((

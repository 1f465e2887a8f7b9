//! Decoder capability and decode request types.

use std::fmt;
use std::io::Read;

use http::StatusCode;

use crate::decoding::types::{Annotation, DecodeResult, Entity, TypeKey};
use crate::http::headers::HeaderMultimap;
use crate::http::media::MediaType;

/// Inbound message details visible to context-sensitive decoders.
#[derive(Debug, Clone, Default)]
pub struct MessageContext {
    requestor: bool,
    status: Option<StatusCode>,
    headers: HeaderMultimap,
}

impl MessageContext {
    /// Context for a response read on the client (requestor) side.
    pub fn inbound_client(headers: HeaderMultimap) -> Self {
        Self {
            requestor: true,
            status: None,
            headers,
        }
    }

    /// Attach the status code of the message being read.
    pub fn with_status(mut self, status: StatusCode) -> Self {
        self.status = Some(status);
        self
    }

    pub fn is_requestor(&self) -> bool {
        self.requestor
    }

    pub fn status(&self) -> Option<StatusCode> {
        self.status
    }

    pub fn headers(&self) -> &HeaderMultimap {
        &self.headers
    }
}

/// Lookup key for a decoder, also passed to the decoder itself.
#[derive(Debug, Clone, Copy)]
pub struct DecodeRequest<'a> {
    pub class: TypeKey,
    pub generic_type: TypeKey,
    pub annotations: &'a [Annotation],
    pub media_type: &'a MediaType,
    pub context: Option<&'a MessageContext>,
}

impl<'a> DecodeRequest<'a> {
    /// Request with the generic type equal to `class` and no annotations.
    pub fn new(class: TypeKey, media_type: &'a MediaType) -> Self {
        Self {
            class,
            generic_type: class,
            annotations: &[],
            media_type,
            context: None,
        }
    }

    pub fn with_generic_type(mut self, generic_type: TypeKey) -> Self {
        self.generic_type = generic_type;
        self
    }

    pub fn with_annotations(mut self, annotations: &'a [Annotation]) -> Self {
        self.annotations = annotations;
        self
    }

    pub fn with_context(mut self, context: &'a MessageContext) -> Self {
        self.context = Some(context);
        self
    }

    pub fn has_annotation(&self, name: &str) -> bool {
        self.annotations.iter().any(|a| a.name() == name)
    }
}

/// Converts a body stream into a typed value.
pub trait BodyDecoder: Send + Sync + fmt::Debug {
    /// Name used in logs.
    fn name(&self) -> &str;

    /// Media types this decoder reads. Used to rank competing decoders.
    fn consumes(&self) -> &[MediaType];

    /// Returns true if this decoder can produce the requested type.
    fn can_decode(&self, request: &DecodeRequest<'_>) -> bool;

    /// Read the entity. May consume `body` fully.
    fn decode(
        &self,
        request: &DecodeRequest<'_>,
        headers: &HeaderMultimap,
        body: &mut dyn Read,
    ) -> DecodeResult<Entity>;

    /// Best specificity among consumed media types compatible with `media_type`.
    fn rank(&self, media_type: &MediaType) -> u8 {
        self.consumes()
            .iter()
            .filter(|mt| mt.is_compatible(media_type))
            .map(MediaType::specificity)
            .max()
            .unwrap_or(0)
    }
}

))

**EXERCISE DETAILS**
Search the preceding listing for "MediaType" and extract every line where it is found.

**RESPONSE BOX**
use crate::http::media::MediaType;
    pub media_type: &'a MediaType,
    pub fn new(class: TypeKey, media_type: &'a MediaType) -> Self {
    fn consumes(&self) -> &[MediaType];
    fn rank(&self, media_type: &MediaType) -> u8 {
            .map(MediaType::specificity)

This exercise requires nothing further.